A new theoretical study led by engineers at the University of Delaware shows that magnons (magnetic spin waves) can generate detectable electrical signals, opening a new pathway for integrating electromagnetic components in next-generation computing technologies. Published in the Proceedings of the National Academy of Sciences, the research reveals potential methods for controlling and manipulating magnons using electric fields, which could eliminate bottlenecks in information transfer between electrical and magnetic systems in current computers, thereby enhancing computing speed and efficiency.
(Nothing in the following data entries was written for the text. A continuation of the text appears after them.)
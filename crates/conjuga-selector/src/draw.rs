//! Batch drawing from already-shuffled pools.

use conjuga_core::models::VerbTense;

/// Take up to `primary_target` items from `primary`, fill the rest of the
/// batch from `secondary`, then cover any shortfall from what is left of
/// `primary` and finally `secondary`.
///
/// The pools must be disjoint; the result then never holds duplicates and
/// never exceeds `batch_size`.
pub fn draw_batch(
    primary: &[VerbTense],
    secondary: &[VerbTense],
    batch_size: usize,
    primary_target: usize,
) -> Vec<VerbTense> {
    let primary_take = primary_target.min(batch_size).min(primary.len());
    let secondary_take = (batch_size - primary_take).min(secondary.len());

    let mut batch = Vec::with_capacity(batch_size);
    batch.extend_from_slice(&primary[..primary_take]);
    batch.extend_from_slice(&secondary[..secondary_take]);

    let rest = primary[primary_take..]
        .iter()
        .chain(&secondary[secondary_take..]);
    let shortfall = batch_size - batch.len();
    batch.extend(rest.take(shortfall).cloned());

    batch
}

#[cfg(test)]
mod tests {
    use super::*;

    fn pairs(prefix: &str, n: usize) -> Vec<VerbTense> {
        (0..n)
            .map(|i| VerbTense::new(format!("{prefix}{i}"), "presente"))
            .collect()
    }

    #[test]
    fn three_primary_then_secondary() {
        let batch = draw_batch(&pairs("p", 5), &pairs("s", 5), 5, 3);
        let verbs: Vec<_> = batch.iter().map(|p| p.verb.as_str()).collect();
        assert_eq!(verbs, vec!["p0", "p1", "p2", "s0", "s1"]);
    }

    #[test]
    fn short_secondary_backfilled_from_primary() {
        let batch = draw_batch(&pairs("p", 5), &pairs("s", 1), 5, 3);
        let verbs: Vec<_> = batch.iter().map(|p| p.verb.as_str()).collect();
        assert_eq!(verbs, vec!["p0", "p1", "p2", "s0", "p3"]);
    }

    #[test]
    fn short_primary_backfilled_from_secondary() {
        let batch = draw_batch(&pairs("p", 1), &pairs("s", 6), 5, 3);
        let verbs: Vec<_> = batch.iter().map(|p| p.verb.as_str()).collect();
        assert_eq!(verbs, vec!["p0", "s0", "s1", "s2", "s3"]);
    }

    #[test]
    fn batch_smaller_than_primary_target() {
        let batch = draw_batch(&pairs("p", 5), &pairs("s", 5), 2, 3);
        assert_eq!(batch.len(), 2);
        assert!(batch.iter().all(|p| p.verb.starts_with('p')));
    }

    #[test]
    fn empty_pools_yield_empty_batch() {
        assert!(draw_batch(&[], &[], 5, 3).is_empty());
    }
}
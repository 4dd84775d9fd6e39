/// conjuga system version.
pub const VERSION: &str = env!("CARGO_PKG_VERSION");

/// Default number of drills in one session batch.
pub const DEFAULT_BATCH_SIZE: usize = 5;

/// Slots of a batch reserved for `show_primarily` items before the
/// secondary pool is consulted.
pub const PRIMARY_POOL_TARGET: usize = 3;

/// Maximum number of collected errors routed to free-sentence production.
/// The remainder goes to word-level remediation.
pub const SENTENCE_PRACTICE_LIMIT: usize = 5;

/// Learner identity used when a front end has no notion of accounts.
pub const DEFAULT_LEARNER_ID: &str = "default_user";
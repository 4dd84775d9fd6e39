//! Interactive drill: exercises, then remediation rounds until the
//! session completes.

use std::io::{BufRead, Write};

use anyhow::bail;

use conjuga_core::models::PronounSlot;
use conjuga_session::{
    AdvanceOutcome, CompletionStatus, DrillEngine, PersistenceWarning, RemediationOutcome,
};

fn read_answer<R: BufRead, W: Write>(
    input: &mut R,
    out: &mut W,
    label: &str,
) -> anyhow::Result<String> {
    write!(out, "{label}: ")?;
    out.flush()?;
    let mut line = String::new();
    if input.read_line(&mut line)? == 0 {
        bail!("input closed");
    }
    Ok(line.trim_end_matches(['\r', '\n']).to_string())
}

fn report_warnings<W: Write>(out: &mut W, warnings: &[PersistenceWarning]) -> anyhow::Result<()> {
    for warning in warnings {
        writeln!(out, "  (not saved: {warning})")?;
    }
    Ok(())
}

pub fn run<R: BufRead, W: Write>(
    engine: &DrillEngine,
    learner: &str,
    batch_size: usize,
    input: &mut R,
    out: &mut W,
) -> anyhow::Result<()> {
    let started = engine.start(learner, batch_size)?;
    report_warnings(out, &started.warnings)?;
    if started.nothing_available() {
        writeln!(out, "Nothing to practise. Adjust preferences or come back later.")?;
        return Ok(());
    }

    loop {
        let prompt = engine.current_exercise(learner)?;
        writeln!(
            out,
            "\n[{}/{}] {} ({})",
            prompt.index + 1,
            prompt.total,
            prompt.verb,
            prompt.tense_name
        )?;

        let mut answers: [String; PronounSlot::COUNT] = Default::default();
        for (slot, pronoun) in PronounSlot::ALL.iter().zip(prompt.pronouns) {
            answers[slot.index()] = read_answer(input, out, pronoun)?;
        }

        let submitted = engine.submit_exercise(learner, &answers)?;
        for result in &submitted.results {
            if result.is_correct {
                writeln!(out, "  ✓ {} {}", result.pronoun_slot, result.correct_form)?;
            } else {
                writeln!(
                    out,
                    "  ✗ {} {} (you wrote \"{}\")",
                    result.pronoun_slot, result.correct_form, result.user_answer
                )?;
            }
        }
        report_warnings(out, &submitted.warnings)?;

        match engine.advance(learner)? {
            AdvanceOutcome::NextExercise(_) => continue,
            AdvanceOutcome::Complete(status) => return finish(engine, learner, status, out),
            AdvanceOutcome::RemediationPending {
                sentence_queue,
                word_queue,
            } => {
                writeln!(
                    out,
                    "\nReview: {sentence_queue} sentence(s), {word_queue} word(s)."
                )?;
                break;
            }
        }
    }

    loop {
        let outcome = remediation_round(engine, learner, input, out)?;
        if let Some(status) = outcome.completion {
            return finish(engine, learner, status, out);
        }
        writeln!(
            out,
            "\nStill to review: {} sentence(s), {} word(s).",
            outcome.remaining_sentences, outcome.remaining_words
        )?;
    }
}

fn remediation_round<R: BufRead, W: Write>(
    engine: &DrillEngine,
    learner: &str,
    input: &mut R,
    out: &mut W,
) -> anyhow::Result<RemediationOutcome> {
    let prompt = engine.remediation_prompt(learner)?;

    let mut word_answers = Vec::with_capacity(prompt.word_queue.len());
    if !prompt.word_queue.is_empty() {
        writeln!(out, "\nType the correct form:")?;
    }
    for task in &prompt.word_queue {
        let label = format!("{} ({}, {})", task.pronoun, task.error.verb, task.tense_name);
        word_answers.push(read_answer(input, out, &label)?);
    }

    let mut sentence_answers = Vec::with_capacity(prompt.sentence_queue.len());
    if !prompt.sentence_queue.is_empty() {
        writeln!(out, "\nWrite a sentence using the form shown:")?;
    }
    for task in &prompt.sentence_queue {
        let label = format!(
            "\"{}\" ({}, {}, {})",
            task.error.correct_form, task.pronoun, task.error.verb, task.tense_name
        );
        sentence_answers.push(read_answer(input, out, &label)?);
    }

    let outcome = engine.submit_remediation(learner, &word_answers, &sentence_answers)?;

    for verdict in &outcome.results.words {
        let mark = if verdict.is_correct { "✓" } else { "✗" };
        writeln!(out, "  {mark} {}", verdict.error.correct_form)?;
    }
    for verdict in &outcome.results.sentences {
        if !verdict.is_correct {
            writeln!(
                out,
                "  ✗ \"{}\" does not use \"{}\"",
                verdict.sentence, verdict.error.correct_form
            )?;
            continue;
        }
        writeln!(out, "  ✓ \"{}\"", verdict.sentence)?;
        let critique = engine.sentence_feedback(&verdict.sentence, &verdict.error.correct_form);
        if let Some(critique) = critique {
            if !critique.grammar_notes.is_empty() {
                writeln!(out, "    grammar: {}", critique.grammar_notes)?;
            }
            for fix in &critique.spelling_errors {
                writeln!(out, "    spelling: {} → {}", fix.error, fix.correction)?;
            }
            if !critique.naturalness_note.is_empty() {
                writeln!(out, "    naturalness: {}", critique.naturalness_note)?;
            }
            for suggestion in &critique.suggestions {
                writeln!(out, "    try: {suggestion}")?;
            }
            if let Some(comment) = &critique.overall_comment {
                writeln!(out, "    {comment}")?;
            }
        }
    }
    report_warnings(out, &outcome.warnings)?;
    Ok(outcome)
}

fn finish<W: Write>(
    engine: &DrillEngine,
    learner: &str,
    status: CompletionStatus,
    out: &mut W,
) -> anyhow::Result<()> {
    match status {
        CompletionStatus::AllCorrect => writeln!(out, "\nAll correct. Session complete.")?,
        CompletionStatus::Remediated => writeln!(out, "\nAll errors reviewed. Session complete.")?,
    }
    engine.reset(learner)?;
    Ok(())
}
Magnetism arises from the spin properties of electrons, and magnons transmit information through spin orientation without charge movement, thus producing no resistance and lower energy loss. Current computer chips rely on charged electrons flowing through wires, generating significant heat due to resistance. The introduction of magnon technology would effectively reduce energy waste. The study focuses on antiferromagnetic materials, where spins alternate up and down, allowing magnons to propagate at terahertz frequencies—far faster than in ferromagnets. However, the net zero spin in antiferromagnetic materials makes detecting and controlling magnons challenging.

"Our results predict that we can detect magnons by measuring the electric polarization they produce," said senior author Professor Matthew Doty. "Moreover, it may be possible to use external electric fields, including light fields, to control magnon motion." CHARM postdoctoral researcher D. Quang To and colleagues used computer simulations to discover that magnon motion can generate electrical signals, providing new approaches for magnon detection and manipulation. The team also developed a mathematical framework to understand how magnon orbital angular momentum affects transport and found that interactions with atoms produce electric polarization.

The University of Delaware team has begun experimental validation of the predictions and plans to explore magnon-light interactions to further control magnon transmission or detection.